Since by definition, the statutory powers of the President consist of a specific delegation by Congress, it
necessarily follows that the faculty to issue executive orders to implement such delegated authority emanates
not from any inherent executive power but from the authority delegated by Congress. It is not correct, as Justice Carpio posits, that without implementing rules, legislation cannot be
faithfully executed by the executive branch. Many of our key laws, including the Civil Code, the Revised
Penal Code, the Corporation Code, the Land Registration Act and the Property Registration Decree, do not
have Implementing Rules.
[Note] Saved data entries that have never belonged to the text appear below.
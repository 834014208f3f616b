//! Checkout initiation errors.
//!
//! # HTTP Status Mapping
//!
//! | Error | HTTP Status |
//! |-------|-------------|
//! | CourseNotFound | 404 |
//! | AlreadyEnrolled | 409 |
//! | DuplicatePurchase | 409 |
//! | GatewayUnavailable | 502 |
//! | Infrastructure | 500 |

use thiserror::Error;

use crate::domain::foundation::{CourseId, DomainError};

/// Errors from the checkout initiator.
#[derive(Debug, Error)]
pub enum CheckoutError {
    /// The requested course does not exist.
    #[error("Course {0} not found")]
    CourseNotFound(CourseId),

    /// The caller is already enrolled in this course.
    #[error("Already enrolled in course {0}")]
    AlreadyEnrolled(CourseId),

    /// The caller already holds a purchase (pending or settled) for this
    /// course; a second checkout session is not opened.
    #[error("A purchase for course {0} already exists")]
    DuplicatePurchase(CourseId),

    /// The payment gateway could not create a session. The pending ledger
    /// entry, if already written, is left in place for later expiry.
    #[error("Payment gateway unavailable: {message}")]
    GatewayUnavailable { message: String, retryable: bool },

    /// A store operation failed.
    #[error(transparent)]
    Infrastructure(#[from] DomainError),
}
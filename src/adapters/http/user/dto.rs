//! HTTP DTOs for the user endpoints.

use serde::{Deserialize, Serialize};

use crate::domain::purchase::Purchase;
use crate::domain::user::UserProfile;

use super::super::catalog::CourseSummaryResponse;

// ════════════════════════════════════════════════════════════════════════════════
// Request DTOs
// ════════════════════════════════════════════════════════════════════════════════

/// Request to purchase a course.
#[derive(Debug, Clone, Deserialize)]
pub struct PurchaseRequest {
    /// The course to buy.
    pub course_id: String,
}

/// Request to rate a course.
#[derive(Debug, Clone, Deserialize)]
pub struct RatingRequest {
    pub course_id: String,
    /// Star rating, 1-5.
    pub rating: u8,
}

// ════════════════════════════════════════════════════════════════════════════════
// Response DTOs
// ════════════════════════════════════════════════════════════════════════════════

/// Response to a purchase request.
#[derive(Debug, Clone, Serialize)]
#[serde(untagged)]
pub enum PurchaseResponse {
    /// Free course: enrollment applied immediately.
    Enrolled { message: String, purchase_id: String },

    /// Paid course: buyer continues at the gateway.
    Checkout { session_url: String },
}

impl PurchaseResponse {
    pub fn enrolled(purchase: &Purchase) -> Self {
        Self::Enrolled {
            message: "Enrolled in free course".to_string(),
            purchase_id: purchase.id.to_string(),
        }
    }

    pub fn checkout(session_url: String) -> Self {
        Self::Checkout { session_url }
    }
}

/// User profile view.
#[derive(Debug, Clone, Serialize)]
pub struct UserDataResponse {
    pub id: String,
    pub name: Option<String>,
    pub email: Option<String>,
    pub image_url: Option<String>,
    /// ISO 8601.
    pub created_at: String,
}

impl From<UserProfile> for UserDataResponse {
    fn from(profile: UserProfile) -> Self {
        Self {
            id: profile.id.to_string(),
            name: profile.name,
            email: profile.email,
            image_url: profile.image_url,
            created_at: profile.created_at.as_datetime().to_rfc3339(),
        }
    }
}

/// The caller's enrolled courses.
#[derive(Debug, Clone, Serialize)]
pub struct EnrolledCoursesResponse {
    pub enrolled_courses: Vec<CourseSummaryResponse>,
}

/// Acknowledgment for a stored rating.
#[derive(Debug, Clone, Serialize)]
pub struct RatingResponse {
    pub message: String,
}
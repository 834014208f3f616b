//! Catalog endpoints: course reads and educator course creation.

mod dto;
mod handlers;
mod routes;

pub use dto::*;
pub use routes::{course_routes, educator_routes};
It has never been suggested that the enforcement of these laws is unavailing, or
that the absence of implementing rules to these laws indicates insufficient statutory details that should
preclude their enforcement. (See DBM v.Kolonwel Trading, G.R. Nos. 175608, 175616 & 175659, 8 June
2007, 524 SCRA 591, 603.) In rejecting the theory that the power to craft implementing rules is executive in character and
reaffirming instead that such power arises from a legislative grant, the Court asserts that Congress retains the
power to impose statutory conditions in the drafting of implementing rules, provided that such conditions do
not take on the character of a legislative veto. Congress can designate which officers or entities should
participate in the drafting of implementing rules. It may impose statutory restraints on the participants in the
drafting of implementing rules, and the President is obliged to observe such restraints on the executive
officials, even if he thinks they are unnecessary or foolhardy. The unconstitutional nature of the legislative
veto does not however bar Congress from imposing conditions which the President must comply with in the
execution of the law. After all, the President has the constitutional duty to faithfully execute the laws. [64] This stance is called for by judicial restraint as well as the presumption of constitutionality accorded to laws enacted
by Congress, a co-equal branch. It is also finds support in Pelaez v. Auditor General (122 Phil. 965 [1965]). [65] 346 Phil. 321 (1997). Emphasis in the original. [66] In particular, the Philippine Star and the Manila Standard. [67] Section 36, IRR of RA 9335.